Macon Reed is an artist working in sculpture, installation, video, painting, and social practice. Their work has shown at venues such as the National Art School (Sydney), San Francisco Museum of Craft and Design, Transmediale Vorspiel (Berlin), La Patinoire Royale (Brussels), the University of New South Wales Gallery (Sydney), Columbia University, Brown University, Royal Academy of Arts Schools (London), Wattis Institute for Contemporary Arts, and Museum of Art and Design NYC. They received First Prize at the 2023 Louisiana Contemporary exhibition at the Ogden Museum of Southern Art.

Reed completed their MFA at University of Illinois at Chicago (2013) and BFA from Virginia Commonwealth University (2007). They studied Physical Theater at Dah International Theatre School (Belgrade), Radio Documentary at Salt Institute for Documentary Studies (Maine), and Socially-Engaged Arts at The Kitchen (NYC). They attended residencies and fellowship programs at Royal Academy of Arts (London), Eyebeam Center for Art+Technology, Amherst College, Lower Manhattan Cultural Council, and Skowhegan School of Painting and Sculpture.

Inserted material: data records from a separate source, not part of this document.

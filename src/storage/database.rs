// SPDX-License-Identifier: AGPL-3.0-or-later
//
// Copyright (C) 2026 Relational Network

//! Embedded document database backed by redb (pure Rust, ACID).
//!
//! ## Table Layout
//!
//! - `users`: user id → serialized User
//! - `users_by_email`: email → user id (uniqueness index)
//! - `files`: file id → serialized FileMetadata
//!
//! ## Execution
//!
//! redb is a blocking API. Each trait method runs its transaction inline on
//! the calling task; transactions touch a handful of metadata documents and
//! finish in bounded time. `list_files` deserializes every row of `files`,
//! so its cost grows with the registry.

use std::path::Path;

use async_trait::async_trait;
use redb::{
    Database, ReadableDatabase, ReadableTable, ReadableTableMetadata, TableDefinition,
};

use super::{paginate, CredentialStore, FileRegistry, StoreError, StoreResult};
use crate::models::{FileMetadata, User, UserId};

// =============================================================================
// Table Definitions
// =============================================================================

/// Primary table: user id → serialized User (JSON bytes).
const USERS: TableDefinition<&str, &[u8]> = TableDefinition::new("users");

/// Index: email → user id.
const USERS_BY_EMAIL: TableDefinition<&str, &str> = TableDefinition::new("users_by_email");

/// Primary table: file id → serialized FileMetadata (JSON bytes).
const FILES: TableDefinition<&str, &[u8]> = TableDefinition::new("files");

// =============================================================================
// DocumentDatabase
// =============================================================================

/// Embedded ACID document database.
pub struct DocumentDatabase {
    db: Database,
}

impl DocumentDatabase {
    /// Open (or create) the database at the given path.
    pub fn open(path: &Path) -> StoreResult<Self> {
        if let Some(parent) = path.parent() {
            std::fs::create_dir_all(parent)?;
        }
        let db = Database::create(path)?;

        // Pre-create all tables so later read transactions don't fail
        let write_txn = db.begin_write()?;
        {
            let _ = write_txn.open_table(USERS)?;
            let _ = write_txn.open_table(USERS_BY_EMAIL)?;
            let _ = write_txn.open_table(FILES)?;
        }
        write_txn.commit()?;

        tracing::info!(path = %path.display(), "document database opened");
        Ok(Self { db })
    }

    fn get_user(&self, id: &str) -> StoreResult<Option<User>> {
        let read_txn = self.db.begin_read()?;
        let table = read_txn.open_table(USERS)?;
        match table.get(id)? {
            Some(value) => Ok(Some(serde_json::from_slice(value.value())?)),
            None => Ok(None),
        }
    }
}

#[async_trait]
impl CredentialStore for DocumentDatabase {
    async fn insert_user(&self, user: &User) -> StoreResult<()> {
        let json = serde_json::to_vec(user)?;

        let write_txn = self.db.begin_write()?;
        {
            let mut by_email = write_txn.open_table(USERS_BY_EMAIL)?;
            if by_email.get(user.email.as_str())?.is_some() {
                return Err(StoreError::AlreadyExists(format!("User {}", user.email)));
            }
            by_email.insert(user.email.as_str(), user.id.as_str())?;

            let mut users = write_txn.open_table(USERS)?;
            users.insert(user.id.as_str(), json.as_slice())?;
        }
        write_txn.commit()?;
        Ok(())
    }

    async fn find_user_by_email(&self, email: &str) -> StoreResult<Option<User>> {
        let user_id = {
            let read_txn = self.db.begin_read()?;
            let table = read_txn.open_table(USERS_BY_EMAIL)?;
            match table.get(email)? {
                Some(v) => v.value().to_string(),
                None => return Ok(None),
            }
        };
        self.get_user(&user_id)
    }

    async fn find_user_by_id(&self, id: &UserId) -> StoreResult<Option<User>> {
        self.get_user(id.as_str())
    }

    async fn count_users(&self) -> StoreResult<u64> {
        let read_txn = self.db.begin_read()?;
        let table = read_txn.open_table(USERS)?;
        Ok(table.len()?)
    }

    async fn is_alive(&self) -> bool {
        self.db.begin_read().is_ok()
    }
}

#[async_trait]
impl FileRegistry for DocumentDatabase {
    async fn insert_file(&self, file: &FileMetadata) -> StoreResult<()> {
        let json = serde_json::to_vec(file)?;

        let write_txn = self.db.begin_write()?;
        {
            let mut table = write_txn.open_table(FILES)?;
            if let Some(parent_id) = &file.parent_id {
                if table.get(parent_id.as_str())?.is_none() {
                    return Err(StoreError::NotFound(format!("Parent {parent_id}")));
                }
            }
            if table.get(file.id.as_str())?.is_some() {
                return Err(StoreError::AlreadyExists(format!("File {}", file.id)));
            }
            table.insert(file.id.as_str(), json.as_slice())?;
        }
        write_txn.commit()?;
        Ok(())
    }

    async fn find_file_by_id(&self, id: &str) -> StoreResult<Option<FileMetadata>> {
        let read_txn = self.db.begin_read()?;
        let table = read_txn.open_table(FILES)?;
        match table.get(id)? {
            Some(value) => Ok(Some(serde_json::from_slice(value.value())?)),
            None => Ok(None),
        }
    }

    async fn list_files(
        &self,
        owner_id: &UserId,
        parent_id: Option<&str>,
        page: usize,
        page_size: usize,
    ) -> StoreResult<Vec<FileMetadata>> {
        let read_txn = self.db.begin_read()?;
        let table = read_txn.open_table(FILES)?;

        // Full scan; the registry holds metadata only.
        let mut matching = Vec::new();
        for entry in table.iter()? {
            let (_, value) = entry?;
            let file: FileMetadata = serde_json::from_slice(value.value())?;
            if &file.owner_id == owner_id && file.parent_id.as_deref() == parent_id {
                matching.push(file);
            }
        }

        Ok(paginate(matching, page, page_size))
    }

    async fn update_visibility(&self, id: &str, is_public: bool) -> StoreResult<FileMetadata> {
        let write_txn = self.db.begin_write()?;
        let file = {
            let mut table = write_txn.open_table(FILES)?;

            // Read existing value and deserialize before mutating
            let existing_bytes = {
                let existing = table
                    .get(id)?
                    .ok_or_else(|| StoreError::NotFound(format!("File {id}")))?;
                existing.value().to_vec()
            };

            let mut file: FileMetadata = serde_json::from_slice(&existing_bytes)?;
            file.is_public = is_public;

            let json = serde_json::to_vec(&file)?;
            table.insert(id, json.as_slice())?;
            file
        };
        write_txn.commit()?;
        Ok(file)
    }

    async fn count_files(&self) -> StoreResult<u64> {
        let read_txn = self.db.begin_read()?;
        let table = read_txn.open_table(FILES)?;
        Ok(table.len()?)
    }

    async fn is_alive(&self) -> bool {
        self.db.begin_read().is_ok()
    }
}

// =============================================================================
// Tests
// =============================================================================

#[cfg(test)]
mod tests {
    use super::*;
    use crate::models::FileType;
    use chrono::Utc;

    fn temp_db() -> (DocumentDatabase, tempfile::TempDir) {
        let dir = tempfile::tempdir().unwrap();
        let db = DocumentDatabase::open(&dir.path().join("test.redb")).unwrap();
        (db, dir)
    }

    fn sample_user(email: &str) -> User {
        User {
            id: UserId::generate(),
            email: email.to_string(),
            password_hash: "$argon2id$v=19$stub".to_string(),
            created_at: Utc::now(),
        }
    }

    fn sample_file(id: &str, owner: &UserId, parent: Option<&str>) -> FileMetadata {
        FileMetadata {
            id: id.to_string(),
            owner_id: owner.clone(),
            name: format!("{id}.txt"),
            file_type: FileType::File,
            is_public: false,
            parent_id: parent.map(str::to_string),
            local_path: Some(format!("/tmp/{id}")),
            created_at: Utc::now(),
        }
    }

    #[tokio::test]
    async fn insert_and_find_user() {
        let (db, _dir) = temp_db();
        let alice = sample_user("alice@example.com");
        db.insert_user(&alice).await.unwrap();

        let found = db.find_user_by_email("alice@example.com").await.unwrap().unwrap();
        assert_eq!(found, alice);

        let by_id = db.find_user_by_id(&alice.id).await.unwrap().unwrap();
        assert_eq!(by_id.email, "alice@example.com");
        assert_eq!(db.count_users().await.unwrap(), 1);
    }

    #[tokio::test]
    async fn email_uniqueness_enforced() {
        let (db, _dir) = temp_db();
        db.insert_user(&sample_user("alice@example.com")).await.unwrap();

        let err = db.insert_user(&sample_user("alice@example.com")).await;
        assert!(matches!(err, Err(StoreError::AlreadyExists(_))));
        assert_eq!(db.count_users().await.unwrap(), 1);
    }

    #[tokio::test]
    async fn files_roundtrip_and_visibility() {
        let (db, _dir) = temp_db();
        let owner = UserId::from("owner-1");
        let mut folder = sample_file("dir", &owner, None);
        folder.file_type = FileType::Folder;
        folder.local_path = None;
        db.insert_file(&folder).await.unwrap();
        db.insert_file(&sample_file("f1", &owner, Some("dir"))).await.unwrap();

        let loaded = db.find_file_by_id("f1").await.unwrap().unwrap();
        assert_eq!(loaded.parent_id.as_deref(), Some("dir"));
        assert!(!loaded.is_public);

        let published = db.update_visibility("f1", true).await.unwrap();
        assert!(published.is_public);
        assert!(db.find_file_by_id("f1").await.unwrap().unwrap().is_public);

        assert_eq!(db.count_files().await.unwrap(), 2);
    }

    #[tokio::test]
    async fn dangling_parent_rejected() {
        let (db, _dir) = temp_db();
        let owner = UserId::from("owner-1");
        let err = db.insert_file(&sample_file("f1", &owner, Some("ghost"))).await;
        assert!(matches!(err, Err(StoreError::NotFound(_))));
    }

    #[tokio::test]
    async fn list_files_paginates_per_owner() {
        let (db, _dir) = temp_db();
        let owner = UserId::from("owner-1");
        let other = UserId::from("owner-2");

        for i in 0..25 {
            db.insert_file(&sample_file(&format!("f{i:02}"), &owner, None))
                .await
                .unwrap();
        }
        db.insert_file(&sample_file("other", &other, None)).await.unwrap();

        let first = db.list_files(&owner, None, 0, 20).await.unwrap();
        assert_eq!(first.len(), 20);
        let second = db.list_files(&owner, None, 1, 20).await.unwrap();
        assert_eq!(second.len(), 5);
        assert!(first.iter().chain(&second).all(|f| f.owner_id == owner));
    }

    #[tokio::test]
    async fn update_visibility_missing_file() {
        let (db, _dir) = temp_db();
        let err = db.update_visibility("nope", true).await;
        assert!(matches!(err, Err(StoreError::NotFound(_))));
    }
}
// SPDX-License-Identifier: AGPL-3.0-or-later
//
// Copyright (C) 2026 Relational Network

//! Session endpoints.

use axum::{extract::State, http::StatusCode, Json};

use crate::{
    auth::{Auth, BasicAuth},
    error::ApiError,
    models::TokenResponse,
    state::AppState,
};

/// Open a session with basic credentials.
#[utoipa::path(
    get,
    path = "/connect",
    tag = "Auth",
    security(("basic" = [])),
    responses(
        (status = 200, description = "Session token", body = TokenResponse),
        (status = 401, description = "Unauthorized"),
    )
)]
pub async fn get_connect(
    State(state): State<AppState>,
    BasicAuth(encoded): BasicAuth,
) -> Result<Json<TokenResponse>, ApiError> {
    let token = state.auth.authenticate_with_credentials(&encoded).await?;
    Ok(Json(TokenResponse {
        token: token.into_string(),
    }))
}

/// Close the session named by `X-Token`.
#[utoipa::path(
    get,
    path = "/disconnect",
    tag = "Auth",
    security(("x_token" = [])),
    responses(
        (status = 204, description = "Session closed"),
        (status = 401, description = "Unauthorized"),
    )
)]
pub async fn get_disconnect(
    Auth(user): Auth,
    State(state): State<AppState>,
) -> Result<StatusCode, ApiError> {
    state.auth.invalidate(&user.token).await?;
    Ok(StatusCode::NO_CONTENT)
}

These Are Not Fables, 2021

Dimensions: 52 FT x 26 FT x 12 FT

Location: Tinworks Art, Bozeman, MT

Materials: Wood, velvet, soil, cardboard, paper clay, polyester, nylon, rubber, found objects, joint compound, firework powder, rope, rubber, acrylic gouache and latex paint

These Are Not Fables is a large-scale installation of six altars dedicated to different aspects of the pandemic. As its tunnel-shape narrows, viewers approach a sculpture of a rotating “Tower” card from the tarot. Depending on its position – upright or reversed – the Tower card suggests either calamity or a new beginning. The card sculpture spins over two chalices, representing a choice between the two in our pandemic response.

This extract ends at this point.